MicroRNA-214 acts as a potential oncogene in breast cancer by targeting the PTEN-PI3K/Akt signaling pathway

Abstract

Breast cancer ranks as the leading cause of cancer-related mortality in females worldwide. It has been proven that microRNAs (miRNAs or miRs), a type of non-coding RNA, are involved in tumorigenesis. An increasing number of studies has confirmed the critical role of miR-214 in certain types of cancer. Nevertheless, the biological function of miR-214, as well as its underlying mechanisms of action in breast cancer remain largely unknown. In the present study, the expression of miR-214 was found to be upregulated in four human breast cancer cell lines in contrast to its expression level in the non-malignant breast epithelial cell line, MCF-10A. Moreover, the overexpression of miR-214 markedly increased cell viability and abrogated the apoptosis triggered by serum starvation, indicating that miR-214 plays a pivotal role in breast cancer cell growth. Further analysis suggested that the upregulation of miR-214 markedly induced the activation of the phosphoinositide 3-kinase (PI3K)/Akt signaling pathway, which largely accounted for the protective effects of miR-124 on cancer cell growth.

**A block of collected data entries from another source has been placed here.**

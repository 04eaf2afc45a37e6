//! Domain ports and supporting types for the hexagonal boundary.

mod record_repository;

#[cfg(test)]
pub use record_repository::MockRecordRepository;
pub use record_repository::{FixtureRecordRepository, RecordPersistenceError, RecordRepository};
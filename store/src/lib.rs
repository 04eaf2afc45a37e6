//! Persistence and input-validation helpers for the tax data-collection bot.
//!
//! The crate exposes three operations to the dialogue layer:
//!
//! - [`outbound::persistence::PostgresConnector::acquire`] opens one
//!   PostgreSQL session from fixed settings.
//! - [`domain::RecordService::upsert`] inserts or updates a row keyed by
//!   `user_id`.
//! - [`domain::validate_numeric`] turns a typed amount such as
//!   `"Rs 1,200.50"` into a non-negative `f64` or a message for the user.

pub mod config;
pub mod domain;
pub mod outbound;
pub mod telemetry;

pub use config::DatabaseSettings;
pub use domain::{
    AmountValidationError, Collection, Column, FieldValue, Record, RecordService,
    validate_amount, validate_numeric,
};
pub use outbound::persistence::{PostgresConnector, PostgresRecordRepository};
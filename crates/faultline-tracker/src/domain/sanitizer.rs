//! Redaction of sensitive request data.
//!
//! Every context passes through here before it reaches the buffer, the
//! store or a log line.

use std::collections::BTreeMap;

use faultline_core::context::ErrorContext;
use serde_json::{Map, Value};

/// Replacement for redacted values.
pub const REDACTED: &str = "[REDACTED]";

/// Key fragments whose values are redacted wherever they appear, compared
/// case-insensitively.
pub const SENSITIVE_KEYS: [&str; 6] = ["password", "token", "secret", "apiKey", "creditCard", "cvv"];

/// Header names carrying credentials that no key fragment above catches.
pub const SENSITIVE_HEADERS: [&str; 4] = ["authorization", "proxy-authorization", "cookie", "set-cookie"];

/// Returns `true` if a key's value must be redacted.
#[must_use]
pub fn is_sensitive_key(key: &str) -> bool {
    let key = key.to_lowercase();
    SENSITIVE_KEYS
        .iter()
        .any(|fragment| key.contains(&fragment.to_lowercase()))
}

/// Returns a copy of `body` with sensitive values redacted. Absent bodies
/// stay absent.
#[must_use]
pub fn sanitize(body: Option<&Value>) -> Option<Value> {
    body.map(sanitize_value)
}

/// Returns a copy of `value` with every sensitive key redacted, descending
/// into nested objects and arrays. Non-object scalars are returned as-is.
#[must_use]
pub fn sanitize_value(value: &Value) -> Value {
    match value {
        Value::Object(map) => {
            let sanitized: Map<String, Value> = map
                .iter()
                .map(|(key, inner)| {
                    let inner = if is_sensitive_key(key) {
                        Value::from(REDACTED)
                    } else {
                        sanitize_value(inner)
                    };
                    (key.clone(), inner)
                })
                .collect();
            Value::Object(sanitized)
        }
        Value::Array(items) => Value::Array(items.iter().map(sanitize_value).collect()),
        other => other.clone(),
    }
}

/// Returns a copy of `headers` with credential headers redacted.
#[must_use]
pub fn sanitize_headers(headers: &BTreeMap<String, String>) -> BTreeMap<String, String> {
    headers
        .iter()
        .map(|(name, value)| {
            let credential = SENSITIVE_HEADERS
                .iter()
                .any(|header| name.eq_ignore_ascii_case(header));
            if credential || is_sensitive_key(name) {
                (name.clone(), REDACTED.to_owned())
            } else {
                (name.clone(), value.clone())
            }
        })
        .collect()
}

/// Redacts every free-form part of a context.
#[must_use]
pub fn sanitize_context(context: ErrorContext) -> ErrorContext {
    ErrorContext {
        params: sanitize(context.params.as_ref()),
        headers: context.headers.as_ref().map(sanitize_headers),
        body: sanitize(context.body.as_ref()),
        query: sanitize(context.query.as_ref()),
        extra: context
            .extra
            .into_iter()
            .map(|(key, value)| {
                if is_sensitive_key(&key) {
                    (key, Value::from(REDACTED))
                } else {
                    let value = sanitize_value(&value);
                    (key, value)
                }
            })
            .collect(),
        ..context
    }
}
//! Critical alert channel abstraction.

use async_trait::async_trait;

use crate::entry::ErrorEntry;
use crate::error::TrackerError;

/// Receives critical-severity errors once they have been persisted.
///
/// Implementations deliver to email, chat or paging systems. A failure here
/// is logged by the tracker and never reaches the code that captured the
/// error.
#[async_trait]
pub trait CriticalAlertNotifier: Send + Sync {
    /// Delivers an alert for `entry`.
    async fn notify(&self, entry: &ErrorEntry) -> Result<(), TrackerError>;
}
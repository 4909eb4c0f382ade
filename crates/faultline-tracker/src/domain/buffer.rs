//! In-memory dedup buffer keyed by fingerprint.
//!
//! A single mutex guards the whole map. `drain` swaps the map out under that
//! lock, so an `upsert` racing with a drain lands either in the drained
//! batch or in the fresh map, never in neither.

use std::collections::HashMap;
use std::sync::{Mutex, MutexGuard, PoisonError};

use chrono::{DateTime, Utc};
use faultline_core::context::ErrorContext;
use faultline_core::entry::{Category, ErrorEntry, Severity, new_entry_id};

/// One observed occurrence of an error, already sanitised and classified.
#[derive(Debug, Clone)]
pub struct Occurrence {
    /// Error type name.
    pub name: String,
    /// Message.
    pub message: String,
    /// Trace.
    pub stack: Option<String>,
    /// Category.
    pub category: Category,
    /// Severity.
    pub severity: Severity,
    /// Sanitised context.
    pub context: ErrorContext,
    /// Caller-supplied metadata.
    pub metadata: Option<serde_json::Value>,
    /// When the occurrence was captured.
    pub occurred_at: DateTime<Utc>,
}

impl Occurrence {
    /// Builds a single-occurrence entry.
    #[must_use]
    pub fn into_entry(self, id: String, fingerprint: String) -> ErrorEntry {
        ErrorEntry {
            id,
            name: self.name,
            message: self.message,
            stack: self.stack,
            category: self.category,
            severity: self.severity,
            context: self.context,
            fingerprint,
            occurred_at: self.occurred_at,
            resolved: false,
            resolved_at: None,
            count: 1,
            metadata: self.metadata,
        }
    }
}

/// Concurrency-safe map from fingerprint to a partial-period aggregate.
#[derive(Debug, Default)]
pub struct DedupBuffer {
    entries: Mutex<HashMap<String, ErrorEntry>>,
}

impl DedupBuffer {
    /// Creates an empty buffer.
    #[must_use]
    pub fn new() -> Self {
        Self::default()
    }

    fn lock(&self) -> MutexGuard<'_, HashMap<String, ErrorEntry>> {
        // The map is valid after any panic mid-update, so keep using it.
        self.entries.lock().unwrap_or_else(PoisonError::into_inner)
    }

    /// Records an occurrence and returns the id of the entry it landed in.
    ///
    /// A resident entry gets `count + 1`, the occurrence's timestamp,
    /// message and trace, and a shallow merge of its context. Otherwise a
    /// new entry with `count = 1` and a fresh id is inserted.
    pub fn upsert(&self, fingerprint: &str, occurrence: Occurrence) -> String {
        self.record(fingerprint, occurrence, |entry| entry.id.clone())
    }

    /// Like [`upsert`](Self::upsert), but returns a copy of the merged
    /// entry as it stands after this occurrence.
    pub fn upsert_snapshot(&self, fingerprint: &str, occurrence: Occurrence) -> ErrorEntry {
        self.record(fingerprint, occurrence, ErrorEntry::clone)
    }

    fn record<T>(&self, fingerprint: &str, occurrence: Occurrence, read: impl FnOnce(&ErrorEntry) -> T) -> T {
        let mut entries = self.lock();
        if let Some(entry) = entries.get_mut(fingerprint) {
            entry.count += 1;
            entry.occurred_at = occurrence.occurred_at;
            entry.message = occurrence.message;
            entry.stack = occurrence.stack;
            entry.context.merge(occurrence.context);
            if occurrence.metadata.is_some() {
                entry.metadata = occurrence.metadata;
            }
            return read(entry);
        }

        let entry = occurrence.into_entry(new_entry_id(), fingerprint.to_owned());
        let value = read(&entry);
        entries.insert(fingerprint.to_owned(), entry);
        value
    }

    /// Removes and returns every buffered entry.
    pub fn drain(&self) -> Vec<ErrorEntry> {
        let drained = std::mem::take(&mut *self.lock());
        drained.into_values().collect()
    }

    /// Merges entries from a failed flush back into the buffer.
    ///
    /// An entry whose fingerprint was captured again since the drain is
    /// combined with the resident one: counts add, the resident (newer)
    /// narrative fields win, and the requeued id is kept.
    pub fn requeue(&self, failed: Vec<ErrorEntry>) {
        let mut entries = self.lock();
        for mut entry in failed {
            if let Some(resident) = entries.remove(&entry.fingerprint) {
                entry.absorb(resident);
            }
            entries.insert(entry.fingerprint.clone(), entry);
        }
    }

    /// Number of buffered fingerprints.
    #[must_use]
    pub fn len(&self) -> usize {
        self.lock().len()
    }

    /// Returns `true` when nothing is buffered.
    #[must_use]
    pub fn is_empty(&self) -> bool {
        self.lock().is_empty()
    }

    /// Sum of buffered occurrence counts.
    #[must_use]
    pub fn pending_occurrences(&self) -> u64 {
        self.lock().values().map(|entry| entry.count).sum()
    }
}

This was further confimed by pre-treatment with the PI3K/Akt inhibitor, LY294002, which markedly attenuated the miR-214-induced increase in cell viability and resistance to apoptosis. Furthermore, the expression of phosphatase and tensin homolog (PTEN) was decreased following transfection wtih miR-214 mimics and PTEN was confirmed as the direct target of miR-214 by bioinformatics analysis and a dual-firefly luciferase reporter assay. Importantly, the introduction of PTEN cDNA lacking the 3' untranslated region (3'UTR) significantly inhibited the miR-214-induced activation of the PI3K/Akt signaling pathway, and abrogated the protetive effects of miR-214 on cell survival and resistance to apoptosis. Taken together, these findings suggest that miR-214 possesses oncogenic activity and that its effects are mediated through the promotion of cell growth by targeting the PTEN-PI3K/Akt pathway. Thus, pharmaceutical interventions targeting miR-124 may provide a promising therapeutic strategy for the treatment of breast cancer.